→ **Exercise directions**
Copy out the lines of the records below, and only those lines, from the one with "writer.write_row(&row, RowStyle::Data)?;" through the one with "is built from", exactly as they appear.

→ **Data**
* * * * *

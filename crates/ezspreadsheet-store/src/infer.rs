//! Typing of stored text when nothing better is known about a column.
//!
//! Backends hand text back untouched; callers that know a column's declared
//! kind decide whether to run it through [`infer_field`] at all.

use ezspreadsheet_common::{CellValue, DATETIME_FORMAT};

#[cfg(feature = "serde")]
use serde::{Deserialize, Serialize};

#[cfg_attr(feature = "serde", derive(Serialize, Deserialize))]
#[derive(Clone, Copy, Debug, PartialEq, Eq, Default)]
pub enum TypeInference {
    /// Everything non-empty stays text.
    Off,
    /// Booleans, integers and decimals in the forms this crate writes.
    Scalars,
    /// `Scalars`, plus date-times in [`DATETIME_FORMAT`].
    #[default]
    ScalarsAndDates,
}

/// Type one stored field. Only the canonical renderings are recognised, so
/// codes such as `007`, `+5` or `(555) 123` stay text.
pub fn infer_field(field: &str, mode: TypeInference) -> CellValue {
    if field.is_empty() {
        return CellValue::Empty;
    }
    if mode == TypeInference::Off {
        return CellValue::Text(field.to_string());
    }
    if let Some(b) = parse_bool(field) {
        return CellValue::Boolean(b);
    }
    if let Some(number) = parse_number(field) {
        return number;
    }
    if mode == TypeInference::ScalarsAndDates
        && let Some(dt) = parse_datetime(field)
    {
        return CellValue::DateTime(dt);
    }
    CellValue::Text(field.to_string())
}

fn parse_bool(s: &str) -> Option<bool> {
    if s.eq_ignore_ascii_case("true") {
        Some(true)
    } else if s.eq_ignore_ascii_case("false") {
        Some(false)
    } else {
        None
    }
}

fn all_digits(s: &str) -> bool {
    !s.is_empty() && s.bytes().all(|b| b.is_ascii_digit())
}

/// `-?int`, `-?int.frac` and either followed by `e[+-]exp`; no leading zeros
/// on the integer part.
fn parse_number(s: &str) -> Option<CellValue> {
    let unsigned = s.strip_prefix('-').unwrap_or(s);
    let (mantissa, exponent) = match unsigned.split_once(['e', 'E']) {
        Some((m, e)) => (m, Some(e.strip_prefix(['+', '-']).unwrap_or(e))),
        None => (unsigned, None),
    };
    let (whole, frac) = match mantissa.split_once('.') {
        Some((w, f)) => (w, Some(f)),
        None => (mantissa, None),
    };
    if !all_digits(whole) || (whole.len() > 1 && whole.starts_with('0')) {
        return None;
    }
    if frac.is_some_and(|f| !all_digits(f)) || exponent.is_some_and(|e| !all_digits(e)) {
        return None;
    }
    if frac.is_none() && exponent.is_none() {
        return s.parse().ok().map(CellValue::Int);
    }
    s.parse::<f64>()
        .ok()
        .filter(|n| n.is_finite())
        .map(CellValue::Number)
}

pub fn parse_datetime(s: &str) -> Option<chrono::NaiveDateTime> {
    chrono::NaiveDateTime::parse_from_str(s, DATETIME_FORMAT)
        .or_else(|_| chrono::NaiveDateTime::parse_from_str(s, "%Y-%m-%dT%H:%M:%S"))
        .ok()
}
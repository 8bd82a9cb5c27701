//! The spreadsheet session: bind a file, store records, load them back.

use std::marker::PhantomData;
use std::path::{Path, PathBuf};

use ezspreadsheet_common::CellValue;
use ezspreadsheet_store::{
    RowIter, RowStyle, TabularFormat, TabularWriter, create_writer, open_reader, resolve_path,
};

use crate::codec::{ValueCodec, decode_cells, encode_record, header_row};
use crate::config::SpreadsheetConfig;
use crate::error::{Error, Result, SchemaError};
use crate::generic::GenericRecord;
use crate::record::{Record, RecordType, Storable};
use crate::retry::{LockHandler, RetryDecision, abort_on_lock};

/// Options for a single [`Spreadsheet::store`] call.
#[derive(Clone, Copy, Debug, Default, PartialEq, Eq)]
pub struct StoreOptions {
    /// Write containers as bulleted text for people to read. Lossy: such
    /// cells load back as plain text.
    pub readable: bool,
}

impl StoreOptions {
    pub fn readable() -> Self {
        Self { readable: true }
    }
}

/// One file, one optional record type, one backend.
///
/// Opening a session selects the backend; its writer is acquired by the
/// first [`store`](Self::store), so load-only sessions never need write
/// access. [`close`](Self::close) saves what was stored; dropping the
/// session (or [`abandon`](Self::abandon)) releases it without saving.
///
/// ```no_run
/// use ezspreadsheet::{Record, Spreadsheet, StoreOptions};
///
/// #[derive(Record)]
/// struct Animal {
///     name: String,
///     conservation_status: String,
/// }
///
/// let gecko = Animal { name: "Leopard Gecko".into(), conservation_status: "Least Concern".into() };
/// let eagle = Animal { name: "Philippine Eagle".into(), conservation_status: "Threatened".into() };
///
/// let mut sheet = Spreadsheet::<Animal>::bind("animals.xlsx")?;
/// sheet.store([&gecko, &eagle], StoreOptions::default())?;
/// sheet.close()?;
///
/// let sheet = Spreadsheet::open("animals.xlsx")?;
/// let (animal, instances) = sheet.load("Animal")?;
/// println!("{animal}: {}", instances[0]);
/// # Ok::<(), ezspreadsheet::Error>(())
/// ```
pub struct Spreadsheet<R: Record = GenericRecord> {
    path: PathBuf,
    format: TabularFormat,
    record_type: Option<RecordType>,
    config: SpreadsheetConfig,
    writer: Option<Box<dyn TabularWriter>>,
    header_written: bool,
    stored: usize,
    on_locked: LockHandler,
    _record: PhantomData<fn() -> R>,
}

impl Spreadsheet<GenericRecord> {
    /// Session with no bound type, for loading into generic records.
    pub fn open(path: impl AsRef<Path>) -> Result<Self> {
        Self::open_with_config(path, SpreadsheetConfig::default())
    }

    pub fn open_with_config(path: impl AsRef<Path>, config: SpreadsheetConfig) -> Result<Self> {
        Self::enter(path.as_ref(), None, config)
    }

    /// Session bound to a record type declared at runtime.
    pub fn with_record_type(path: impl AsRef<Path>, record_type: RecordType) -> Result<Self> {
        Self::with_record_type_and_config(path, record_type, SpreadsheetConfig::default())
    }

    pub fn with_record_type_and_config(
        path: impl AsRef<Path>,
        record_type: RecordType,
        config: SpreadsheetConfig,
    ) -> Result<Self> {
        Self::enter(path.as_ref(), Some(record_type), config)
    }
}

impl<R: Record> Spreadsheet<R> {
    /// Session bound to the declared record type `R`.
    pub fn bind(path: impl AsRef<Path>) -> Result<Self> {
        Self::bind_with_config(path, SpreadsheetConfig::default())
    }

    pub fn bind_with_config(path: impl AsRef<Path>, config: SpreadsheetConfig) -> Result<Self> {
        let record_type = RecordType::of::<R>()?;
        Self::enter(path.as_ref(), Some(record_type), config)
    }

    fn enter(path: &Path, record_type: Option<RecordType>, config: SpreadsheetConfig) -> Result<Self> {
        let (path, format) = resolve_path(path)?;
        #[cfg(feature = "tracing")]
        tracing::debug!(
            path = %path.display(),
            %format,
            record_type = ?record_type.as_ref().map(RecordType::name),
            "spreadsheet opened"
        );
        Ok(Self::from_parts(path, format, record_type, config, None))
    }

    fn from_parts(
        path: PathBuf,
        format: TabularFormat,
        record_type: Option<RecordType>,
        config: SpreadsheetConfig,
        writer: Option<Box<dyn TabularWriter>>,
    ) -> Self {
        Self {
            path,
            format,
            record_type,
            config,
            writer,
            header_written: false,
            stored: 0,
            on_locked: Box::new(abort_on_lock),
            _record: PhantomData,
        }
    }

    /// Decide what happens when the file is locked at save time.
    ///
    /// The default gives up with [`Error::ResourceLocked`];
    /// [`retry::prompt_on_terminal`](crate::retry::prompt_on_terminal) asks the user.
    pub fn on_locked(mut self, handler: impl FnMut(&Path) -> RetryDecision + 'static) -> Self {
        self.on_locked = Box::new(handler);
        self
    }

    pub fn path(&self) -> &Path {
        &self.path
    }

    pub fn format(&self) -> TabularFormat {
        self.format
    }

    pub fn record_type(&self) -> Option<&RecordType> {
        self.record_type.as_ref()
    }

    /// Instances written by this session so far.
    pub fn stored(&self) -> usize {
        self.stored
    }

    /// Write instances as rows, expanding collection arguments element-wise.
    ///
    /// The header goes out with the first call; later calls append below it.
    /// The first instance of the wrong type aborts the call; rows already
    /// written stay written. Returns the number of rows added.
    pub fn store<'a, I>(&mut self, items: I, options: StoreOptions) -> Result<usize>
    where
        I: IntoIterator,
        I::Item: Into<Storable<'a>>,
    {
        let ty = self.record_type.as_ref().ok_or(Error::Unbound)?;
        // The backend writer is only acquired once there is something to write.
        let writer = match self.writer.take() {
            Some(writer) => writer,
            None => create_writer(&self.path, self.format, &self.config.backend)?,
        };
        let writer = self.writer.insert(writer);
        let codec = ValueCodec::for_format(self.format, options.readable);

        #[cfg(feature = "tracing")]
        tracing::debug!(
            record_type = ty.name(),
            path = %self.path.display(),
            readable = options.readable,
            "storing instances"
        );

        if !self.header_written {
            writer.write_row(&header_row(ty.shape()), RowStyle::Heading)?;
            self.header_written = true;
        }

        let mut added = 0;
        for item in items {
            let item: Storable<'a> = item.into();
            for instance in item {
                let row = encode_record(instance, ty, &codec)?;
                #[cfg(feature = "tracing")]
                tracing::debug!(row = writer.rows_written() + 1, "write {}", instance.type_name());
                writer.write_row(&row, RowStyle::Data)?;
                added += 1;
                self.stored += 1;
            }
        }
        Ok(added)
    }

    /// Lazily decode the records stored on disk.
    ///
    /// With a bound type its attributes are used (and checked against the
    /// stored header). Otherwise a generic type named `name` is built from
    /// the header. Reads the file as last saved; rows stored by this session
    /// are not visible until it is closed.
    pub fn records(&self, name: &str) -> Result<Records<R>> {
        let reader = open_reader(&self.path, self.format, &self.config.backend)?;
        let mut rows = reader.into_rows();
        let header = rows.next().transpose()?.ok_or_else(|| Error::MissingHeader {
            path: self.path.clone(),
        })?;

        let (ty, infer) = match &self.record_type {
            Some(ty) => {
                check_header(ty, &header, self.config.validate_header)?;
                (ty.clone(), false)
            }
            None => {
                let ty = RecordType::from_header(name, &header)?;
                #[cfg(feature = "tracing")]
                tracing::debug!(record_type = %ty, "built record type from header");
                (ty, self.config.infer_schema)
            }
        };

        Ok(Records {
            rows,
            ty,
            codec: ValueCodec::for_format(self.format, false)
                .with_inference(self.config.type_inference),
            row: 1,
            infer,
            _record: PhantomData,
        })
    }

    /// Every stored record, plus the record type used to build them.
    pub fn load(&self, name: &str) -> Result<(RecordType, Vec<R>)> {
        let mut records = self.records(name)?;
        let instances = records.by_ref().collect::<Result<Vec<_>>>()?;
        #[cfg(feature = "tracing")]
        tracing::debug!(count = instances.len(), path = %self.path.display(), "records loaded");
        Ok((records.into_record_type(), instances))
    }

    /// Save what was stored and release the file.
    ///
    /// Nothing is written when nothing was stored. If the file is locked the
    /// lock handler decides between retrying and giving up.
    pub fn close(mut self) -> Result<()> {
        let Some(mut writer) = self.writer.take() else {
            return Ok(());
        };
        if !self.header_written {
            #[cfg(feature = "tracing")]
            tracing::debug!(path = %self.path.display(), "nothing stored; file left untouched");
            return Ok(());
        }
        loop {
            match writer.save() {
                Ok(()) => {
                    #[cfg(feature = "tracing")]
                    tracing::info!(
                        path = %self.path.display(),
                        records = self.stored,
                        "spreadsheet saved"
                    );
                    return Ok(());
                }
                Err(err) if err.is_locked() => match (self.on_locked)(&self.path) {
                    RetryDecision::Retry => {
                        #[cfg(feature = "tracing")]
                        tracing::warn!(path = %self.path.display(), "file locked; retrying save");
                    }
                    RetryDecision::Abort => {
                        return Err(Error::ResourceLocked {
                            path: self.path.clone(),
                            source: err,
                        });
                    }
                },
                Err(err) => return Err(err.into()),
            }
        }
    }

    /// Release the file without saving anything stored in this session.
    pub fn abandon(mut self) {
        if let Some(writer) = self.writer.take() {
            #[cfg(feature = "tracing")]
            tracing::warn!(
                path = %self.path.display(),
                rows = writer.rows_written(),
                "session abandoned; nothing saved"
            );
            drop(writer);
        }
    }

    /// Run `body` against this session, then close it.
    ///
    /// If `body` fails the session is abandoned and the failure returned.
    pub fn scoped<T, E>(mut self, body: impl FnOnce(&mut Self) -> Result<T, E>) -> Result<T, E>
    where
        E: From<Error>,
    {
        match body(&mut self) {
            Ok(value) => {
                self.close()?;
                Ok(value)
            }
            Err(err) => {
                self.abandon();
                Err(err)
            }
        }
    }
}

impl<R: Record> Drop for Spreadsheet<R> {
    fn drop(&mut self) {
        if let Some(writer) = self.writer.take()
            && self.header_written
        {
            #[cfg(feature = "tracing")]
            tracing::warn!(
                path = %self.path.display(),
                rows = writer.rows_written(),
                "spreadsheet dropped without close; nothing saved"
            );
            drop(writer);
        }
    }
}

fn check_header(ty: &RecordType, header: &[CellValue], validate: bool) -> Result<(), SchemaError> {
    if ty.shape().matches_header(header) {
        return Ok(());
    }
    let found: Vec<String> = header
        .iter()
        .filter(|c| !c.is_empty())
        .map(|c| c.to_string())
        .collect();
    #[cfg(feature = "tracing")]
    tracing::warn!(record_type = ty.name(), ?found, "stored header differs from attributes");
    if !validate {
        return Ok(());
    }
    Err(SchemaError::HeaderMismatch {
        expected: ty.shape().names().map(str::to_string).collect(),
        found,
    })
}

/// Lazy record iterator returned by [`Spreadsheet::records`].
pub struct Records<R> {
    rows: RowIter,
    ty: RecordType,
    codec: ValueCodec,
    row: u32,
    infer: bool,
    _record: PhantomData<fn() -> R>,
}

impl<R: Record> Records<R> {
    /// The record type used so far; refined after the first row when inferring.
    pub fn record_type(&self) -> &RecordType {
        &self.ty
    }

    pub fn into_record_type(self) -> RecordType {
        self.ty
    }

    fn decode(&mut self, cells: Vec<CellValue>) -> Result<R> {
        let row = self.row;
        let values = decode_cells(cells, self.ty.shape(), &self.codec)
            .map_err(|source| Error::Decode { row, source })?;
        if self.infer {
            self.ty = self.ty.with_shape(self.ty.shape().refine(&values));
            self.infer = false;
        }
        R::construct(&self.ty, values).map_err(|source| Error::Decode { row, source })
    }
}

impl<R: Record> Iterator for Records<R> {
    type Item = Result<R>;

    fn next(&mut self) -> Option<Self::Item> {
        let cells = match self.rows.next()? {
            Ok(cells) => cells,
            Err(err) => return Some(Err(err.into())),
        };
        self.row += 1;
        Some(self.decode(cells))
    }
}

* * * * *

→ **Solution for this exercise**
                writer.write_row(&row, RowStyle::Data)?;
                added += 1;
                self.stored += 1;
            }
        }
        Ok(added)
    }

    /// Lazily decode the records stored on disk.
    ///
    /// With a bound type its attributes are used (and checked against the
    /// stored header). Otherwise a generic type named `name` is built from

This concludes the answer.